A single figure is required: the number of lines below that contain "evaluation".

(Source material begins)

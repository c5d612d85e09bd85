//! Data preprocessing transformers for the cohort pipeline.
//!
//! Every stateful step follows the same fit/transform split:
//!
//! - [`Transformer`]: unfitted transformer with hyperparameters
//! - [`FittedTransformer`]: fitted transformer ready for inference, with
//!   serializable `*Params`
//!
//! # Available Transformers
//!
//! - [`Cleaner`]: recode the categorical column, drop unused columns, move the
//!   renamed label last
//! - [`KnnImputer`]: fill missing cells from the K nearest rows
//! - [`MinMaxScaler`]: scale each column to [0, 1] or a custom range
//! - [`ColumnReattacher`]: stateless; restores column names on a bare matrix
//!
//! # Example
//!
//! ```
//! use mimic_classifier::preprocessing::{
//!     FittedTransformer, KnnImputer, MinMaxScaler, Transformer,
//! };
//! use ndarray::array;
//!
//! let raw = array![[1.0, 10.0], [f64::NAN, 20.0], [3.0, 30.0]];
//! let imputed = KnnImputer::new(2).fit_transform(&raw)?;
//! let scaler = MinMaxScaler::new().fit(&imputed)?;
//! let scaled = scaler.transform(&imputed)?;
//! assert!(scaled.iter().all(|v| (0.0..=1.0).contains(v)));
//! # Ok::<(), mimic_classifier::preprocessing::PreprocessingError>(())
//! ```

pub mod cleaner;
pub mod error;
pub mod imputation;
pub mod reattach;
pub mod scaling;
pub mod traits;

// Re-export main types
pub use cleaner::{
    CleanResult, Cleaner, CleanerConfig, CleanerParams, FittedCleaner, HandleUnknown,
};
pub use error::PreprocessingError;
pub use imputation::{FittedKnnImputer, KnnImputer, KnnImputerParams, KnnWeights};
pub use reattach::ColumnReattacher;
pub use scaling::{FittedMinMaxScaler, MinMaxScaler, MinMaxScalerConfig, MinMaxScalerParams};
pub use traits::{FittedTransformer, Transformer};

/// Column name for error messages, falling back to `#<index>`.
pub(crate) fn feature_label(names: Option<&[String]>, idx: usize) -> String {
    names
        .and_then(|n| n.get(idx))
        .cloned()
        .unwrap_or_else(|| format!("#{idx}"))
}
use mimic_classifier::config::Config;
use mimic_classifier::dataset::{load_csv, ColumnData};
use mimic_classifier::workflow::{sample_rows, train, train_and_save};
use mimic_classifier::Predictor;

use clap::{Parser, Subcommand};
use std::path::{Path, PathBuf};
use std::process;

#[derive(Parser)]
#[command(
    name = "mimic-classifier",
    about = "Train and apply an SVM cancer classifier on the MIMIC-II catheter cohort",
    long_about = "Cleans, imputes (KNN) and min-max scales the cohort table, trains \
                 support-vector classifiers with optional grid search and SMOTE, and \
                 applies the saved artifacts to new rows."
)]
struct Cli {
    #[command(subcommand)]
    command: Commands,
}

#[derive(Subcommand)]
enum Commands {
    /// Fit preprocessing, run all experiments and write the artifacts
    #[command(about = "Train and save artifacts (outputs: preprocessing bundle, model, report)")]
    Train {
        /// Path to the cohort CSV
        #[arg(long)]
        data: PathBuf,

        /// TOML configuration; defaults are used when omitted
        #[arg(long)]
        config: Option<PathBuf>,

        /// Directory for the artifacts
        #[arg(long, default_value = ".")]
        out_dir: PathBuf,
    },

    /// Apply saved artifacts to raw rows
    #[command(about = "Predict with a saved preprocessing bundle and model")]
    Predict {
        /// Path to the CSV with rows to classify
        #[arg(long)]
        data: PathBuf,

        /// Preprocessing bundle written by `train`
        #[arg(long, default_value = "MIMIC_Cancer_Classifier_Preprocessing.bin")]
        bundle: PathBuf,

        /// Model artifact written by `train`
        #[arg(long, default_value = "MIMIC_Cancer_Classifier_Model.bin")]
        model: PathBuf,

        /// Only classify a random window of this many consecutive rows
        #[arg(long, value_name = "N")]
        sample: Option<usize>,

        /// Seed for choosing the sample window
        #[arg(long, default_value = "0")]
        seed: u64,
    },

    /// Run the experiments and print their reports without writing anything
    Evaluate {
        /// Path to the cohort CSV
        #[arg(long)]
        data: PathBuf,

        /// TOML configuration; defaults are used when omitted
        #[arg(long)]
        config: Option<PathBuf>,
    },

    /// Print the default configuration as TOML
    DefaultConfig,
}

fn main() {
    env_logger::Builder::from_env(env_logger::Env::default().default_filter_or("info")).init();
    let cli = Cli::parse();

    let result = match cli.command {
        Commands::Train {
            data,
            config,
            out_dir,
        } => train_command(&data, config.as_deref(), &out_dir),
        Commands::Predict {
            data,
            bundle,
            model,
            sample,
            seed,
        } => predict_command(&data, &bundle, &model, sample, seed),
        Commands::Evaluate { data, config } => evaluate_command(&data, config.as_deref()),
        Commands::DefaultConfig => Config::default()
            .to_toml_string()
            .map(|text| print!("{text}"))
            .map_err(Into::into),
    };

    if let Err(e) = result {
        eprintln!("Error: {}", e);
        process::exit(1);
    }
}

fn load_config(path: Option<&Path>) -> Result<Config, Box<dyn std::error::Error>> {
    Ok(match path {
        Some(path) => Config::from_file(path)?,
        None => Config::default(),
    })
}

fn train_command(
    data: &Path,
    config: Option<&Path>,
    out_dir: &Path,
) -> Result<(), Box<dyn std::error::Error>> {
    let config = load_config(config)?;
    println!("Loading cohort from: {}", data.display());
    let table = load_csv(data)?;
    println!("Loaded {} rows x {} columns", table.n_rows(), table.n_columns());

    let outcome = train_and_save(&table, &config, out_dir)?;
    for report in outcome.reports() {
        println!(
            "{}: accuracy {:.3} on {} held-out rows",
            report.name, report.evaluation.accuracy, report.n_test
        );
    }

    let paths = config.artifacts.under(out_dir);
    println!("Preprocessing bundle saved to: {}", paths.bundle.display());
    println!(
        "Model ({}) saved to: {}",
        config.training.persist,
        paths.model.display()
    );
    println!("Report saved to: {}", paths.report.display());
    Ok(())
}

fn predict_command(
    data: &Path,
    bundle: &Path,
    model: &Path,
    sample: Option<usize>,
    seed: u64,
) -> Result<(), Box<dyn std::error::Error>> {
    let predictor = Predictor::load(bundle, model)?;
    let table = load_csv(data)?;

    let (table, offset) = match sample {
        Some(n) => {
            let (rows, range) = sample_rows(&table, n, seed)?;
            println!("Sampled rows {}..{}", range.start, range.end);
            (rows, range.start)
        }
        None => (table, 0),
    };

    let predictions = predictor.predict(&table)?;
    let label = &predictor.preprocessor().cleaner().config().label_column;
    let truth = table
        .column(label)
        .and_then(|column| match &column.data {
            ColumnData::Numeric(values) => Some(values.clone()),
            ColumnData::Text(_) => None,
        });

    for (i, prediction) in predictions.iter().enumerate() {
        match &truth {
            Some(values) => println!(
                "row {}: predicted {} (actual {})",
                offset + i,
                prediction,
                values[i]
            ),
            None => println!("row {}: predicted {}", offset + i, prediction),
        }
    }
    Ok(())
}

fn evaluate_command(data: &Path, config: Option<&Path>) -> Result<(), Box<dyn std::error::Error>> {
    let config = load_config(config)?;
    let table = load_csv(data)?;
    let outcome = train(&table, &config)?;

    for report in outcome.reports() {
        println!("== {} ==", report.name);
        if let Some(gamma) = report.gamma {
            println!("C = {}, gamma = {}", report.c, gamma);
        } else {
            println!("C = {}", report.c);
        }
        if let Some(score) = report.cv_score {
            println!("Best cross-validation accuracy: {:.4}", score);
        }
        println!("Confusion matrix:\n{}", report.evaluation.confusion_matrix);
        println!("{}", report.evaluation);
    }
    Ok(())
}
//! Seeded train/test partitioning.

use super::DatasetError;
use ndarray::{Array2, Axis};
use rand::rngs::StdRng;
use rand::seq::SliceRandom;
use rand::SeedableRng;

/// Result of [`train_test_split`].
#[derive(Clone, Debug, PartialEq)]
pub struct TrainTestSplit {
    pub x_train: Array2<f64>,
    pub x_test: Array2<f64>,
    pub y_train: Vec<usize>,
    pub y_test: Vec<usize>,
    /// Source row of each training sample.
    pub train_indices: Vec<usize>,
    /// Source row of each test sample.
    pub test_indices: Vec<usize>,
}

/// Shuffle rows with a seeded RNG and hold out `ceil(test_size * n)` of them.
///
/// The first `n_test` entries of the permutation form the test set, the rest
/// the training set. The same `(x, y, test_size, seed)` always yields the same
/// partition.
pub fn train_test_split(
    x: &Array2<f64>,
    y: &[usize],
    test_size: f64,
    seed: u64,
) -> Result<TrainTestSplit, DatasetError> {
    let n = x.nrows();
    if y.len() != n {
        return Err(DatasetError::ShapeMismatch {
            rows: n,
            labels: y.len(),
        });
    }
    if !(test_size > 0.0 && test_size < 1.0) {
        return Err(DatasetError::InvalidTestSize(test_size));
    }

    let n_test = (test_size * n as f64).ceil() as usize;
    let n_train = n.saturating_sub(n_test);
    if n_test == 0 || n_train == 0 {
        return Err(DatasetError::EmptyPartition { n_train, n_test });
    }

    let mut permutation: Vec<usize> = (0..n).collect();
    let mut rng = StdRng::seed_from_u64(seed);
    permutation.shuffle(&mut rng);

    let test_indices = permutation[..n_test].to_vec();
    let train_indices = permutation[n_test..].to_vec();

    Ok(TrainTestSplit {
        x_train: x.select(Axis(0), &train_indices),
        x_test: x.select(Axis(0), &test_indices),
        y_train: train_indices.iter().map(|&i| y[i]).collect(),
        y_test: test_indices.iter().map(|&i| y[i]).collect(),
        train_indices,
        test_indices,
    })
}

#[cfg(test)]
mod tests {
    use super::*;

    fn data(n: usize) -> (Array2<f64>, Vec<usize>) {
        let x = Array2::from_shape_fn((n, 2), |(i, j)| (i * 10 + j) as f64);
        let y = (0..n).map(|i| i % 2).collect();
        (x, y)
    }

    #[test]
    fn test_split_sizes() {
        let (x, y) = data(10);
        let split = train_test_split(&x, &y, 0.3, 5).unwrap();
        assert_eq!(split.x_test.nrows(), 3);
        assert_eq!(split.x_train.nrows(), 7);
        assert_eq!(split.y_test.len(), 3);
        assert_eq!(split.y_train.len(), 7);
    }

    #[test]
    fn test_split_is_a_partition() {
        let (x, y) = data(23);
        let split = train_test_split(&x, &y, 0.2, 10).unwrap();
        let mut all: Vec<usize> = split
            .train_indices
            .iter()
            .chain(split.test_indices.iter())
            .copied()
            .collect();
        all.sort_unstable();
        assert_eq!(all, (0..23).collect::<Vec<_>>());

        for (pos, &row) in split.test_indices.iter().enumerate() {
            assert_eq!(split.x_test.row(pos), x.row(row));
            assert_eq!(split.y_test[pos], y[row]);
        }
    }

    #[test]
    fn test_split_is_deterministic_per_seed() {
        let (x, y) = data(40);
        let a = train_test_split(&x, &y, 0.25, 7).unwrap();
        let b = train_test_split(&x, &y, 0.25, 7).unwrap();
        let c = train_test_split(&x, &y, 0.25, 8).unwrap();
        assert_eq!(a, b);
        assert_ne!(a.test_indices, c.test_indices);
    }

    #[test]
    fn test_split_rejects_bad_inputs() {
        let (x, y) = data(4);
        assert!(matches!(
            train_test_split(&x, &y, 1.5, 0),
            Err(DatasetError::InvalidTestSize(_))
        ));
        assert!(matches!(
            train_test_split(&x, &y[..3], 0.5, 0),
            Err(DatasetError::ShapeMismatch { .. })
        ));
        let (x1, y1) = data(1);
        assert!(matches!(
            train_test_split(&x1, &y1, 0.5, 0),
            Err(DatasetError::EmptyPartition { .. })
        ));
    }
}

(Source material ends)

Solution for this task>
3